[Work task] Please copy out each line of the entries in which "tobytes" appears.

Stored data:
══════
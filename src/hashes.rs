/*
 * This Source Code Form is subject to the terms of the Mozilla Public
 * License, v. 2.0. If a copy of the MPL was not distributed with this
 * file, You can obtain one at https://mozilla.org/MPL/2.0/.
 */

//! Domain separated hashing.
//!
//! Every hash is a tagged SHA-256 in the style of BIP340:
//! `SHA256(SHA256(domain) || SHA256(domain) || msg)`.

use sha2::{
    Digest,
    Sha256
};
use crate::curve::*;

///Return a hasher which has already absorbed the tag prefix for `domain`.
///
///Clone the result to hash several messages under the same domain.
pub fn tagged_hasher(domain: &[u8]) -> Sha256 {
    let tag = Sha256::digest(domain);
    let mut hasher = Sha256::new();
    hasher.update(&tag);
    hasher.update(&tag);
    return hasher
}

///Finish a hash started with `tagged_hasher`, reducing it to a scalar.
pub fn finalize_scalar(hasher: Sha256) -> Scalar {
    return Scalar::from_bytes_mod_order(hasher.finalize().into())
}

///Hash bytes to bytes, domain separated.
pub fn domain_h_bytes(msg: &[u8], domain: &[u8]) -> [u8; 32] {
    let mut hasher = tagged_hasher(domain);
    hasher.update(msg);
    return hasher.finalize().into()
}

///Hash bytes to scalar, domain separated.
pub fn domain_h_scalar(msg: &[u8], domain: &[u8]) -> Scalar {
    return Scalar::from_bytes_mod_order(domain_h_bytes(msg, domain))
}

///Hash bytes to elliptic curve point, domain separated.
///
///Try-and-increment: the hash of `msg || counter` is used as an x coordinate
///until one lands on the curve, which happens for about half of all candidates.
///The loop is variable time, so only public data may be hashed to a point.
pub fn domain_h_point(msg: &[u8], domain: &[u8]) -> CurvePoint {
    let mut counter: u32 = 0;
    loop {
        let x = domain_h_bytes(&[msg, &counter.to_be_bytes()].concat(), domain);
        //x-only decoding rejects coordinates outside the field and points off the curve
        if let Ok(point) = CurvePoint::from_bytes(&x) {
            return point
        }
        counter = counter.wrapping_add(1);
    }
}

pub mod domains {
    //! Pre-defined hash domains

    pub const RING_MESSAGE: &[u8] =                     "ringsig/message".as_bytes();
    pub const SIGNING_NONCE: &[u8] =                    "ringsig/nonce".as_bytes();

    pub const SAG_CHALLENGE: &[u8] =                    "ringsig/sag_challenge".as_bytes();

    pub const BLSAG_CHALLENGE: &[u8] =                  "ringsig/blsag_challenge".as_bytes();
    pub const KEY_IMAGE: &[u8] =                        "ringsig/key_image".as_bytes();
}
══════
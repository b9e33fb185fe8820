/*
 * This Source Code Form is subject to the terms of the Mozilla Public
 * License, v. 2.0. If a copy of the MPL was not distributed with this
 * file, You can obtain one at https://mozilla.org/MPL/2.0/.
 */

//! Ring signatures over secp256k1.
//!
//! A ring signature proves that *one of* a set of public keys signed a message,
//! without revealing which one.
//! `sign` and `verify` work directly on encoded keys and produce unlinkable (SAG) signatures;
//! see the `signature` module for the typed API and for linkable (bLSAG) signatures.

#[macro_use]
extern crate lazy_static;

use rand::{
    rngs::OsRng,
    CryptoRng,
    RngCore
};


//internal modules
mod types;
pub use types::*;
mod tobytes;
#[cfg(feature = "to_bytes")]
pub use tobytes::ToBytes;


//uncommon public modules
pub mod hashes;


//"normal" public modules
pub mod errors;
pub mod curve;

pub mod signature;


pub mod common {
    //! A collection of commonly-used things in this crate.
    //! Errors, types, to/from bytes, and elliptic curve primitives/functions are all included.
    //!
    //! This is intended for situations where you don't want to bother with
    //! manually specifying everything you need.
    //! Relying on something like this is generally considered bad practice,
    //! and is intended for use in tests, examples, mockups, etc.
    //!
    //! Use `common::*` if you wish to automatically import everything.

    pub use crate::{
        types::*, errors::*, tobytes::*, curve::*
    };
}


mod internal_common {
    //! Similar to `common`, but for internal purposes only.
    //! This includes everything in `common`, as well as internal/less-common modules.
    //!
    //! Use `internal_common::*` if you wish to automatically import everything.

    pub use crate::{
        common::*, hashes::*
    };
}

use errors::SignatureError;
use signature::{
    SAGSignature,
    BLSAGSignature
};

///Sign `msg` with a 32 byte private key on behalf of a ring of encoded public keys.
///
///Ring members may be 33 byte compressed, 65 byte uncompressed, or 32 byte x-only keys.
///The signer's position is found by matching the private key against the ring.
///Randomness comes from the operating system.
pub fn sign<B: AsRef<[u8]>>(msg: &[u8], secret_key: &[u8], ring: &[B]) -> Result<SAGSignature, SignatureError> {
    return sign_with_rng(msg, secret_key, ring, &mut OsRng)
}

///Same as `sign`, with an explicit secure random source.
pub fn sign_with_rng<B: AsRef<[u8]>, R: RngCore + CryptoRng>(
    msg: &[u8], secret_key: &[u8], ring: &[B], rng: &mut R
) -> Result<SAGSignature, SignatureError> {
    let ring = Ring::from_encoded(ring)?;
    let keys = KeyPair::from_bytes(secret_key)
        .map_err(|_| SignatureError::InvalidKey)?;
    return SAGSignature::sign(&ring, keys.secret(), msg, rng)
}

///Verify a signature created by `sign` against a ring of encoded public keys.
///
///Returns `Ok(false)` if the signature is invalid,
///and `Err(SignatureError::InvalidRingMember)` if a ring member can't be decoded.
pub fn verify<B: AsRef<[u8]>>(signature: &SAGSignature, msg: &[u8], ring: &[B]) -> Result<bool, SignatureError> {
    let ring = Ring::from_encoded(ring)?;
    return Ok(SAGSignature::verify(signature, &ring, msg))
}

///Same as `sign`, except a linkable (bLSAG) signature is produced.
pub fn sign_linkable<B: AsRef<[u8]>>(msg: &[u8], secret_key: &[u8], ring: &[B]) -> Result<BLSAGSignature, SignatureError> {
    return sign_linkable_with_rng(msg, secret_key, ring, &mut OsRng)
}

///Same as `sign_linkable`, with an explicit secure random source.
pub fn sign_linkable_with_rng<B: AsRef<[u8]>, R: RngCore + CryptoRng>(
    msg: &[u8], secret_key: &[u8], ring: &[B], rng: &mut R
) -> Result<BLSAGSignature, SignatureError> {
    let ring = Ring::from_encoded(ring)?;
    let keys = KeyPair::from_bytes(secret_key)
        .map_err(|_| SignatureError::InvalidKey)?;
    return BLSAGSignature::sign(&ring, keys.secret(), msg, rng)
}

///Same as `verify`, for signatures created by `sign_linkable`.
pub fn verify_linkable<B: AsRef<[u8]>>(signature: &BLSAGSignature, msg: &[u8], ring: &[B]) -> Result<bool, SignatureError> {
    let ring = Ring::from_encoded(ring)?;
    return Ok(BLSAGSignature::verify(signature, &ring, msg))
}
══════
[Exercise result]
mod tobytes;
pub use tobytes::ToBytes;
        types::*, errors::*, tobytes::*, curve::*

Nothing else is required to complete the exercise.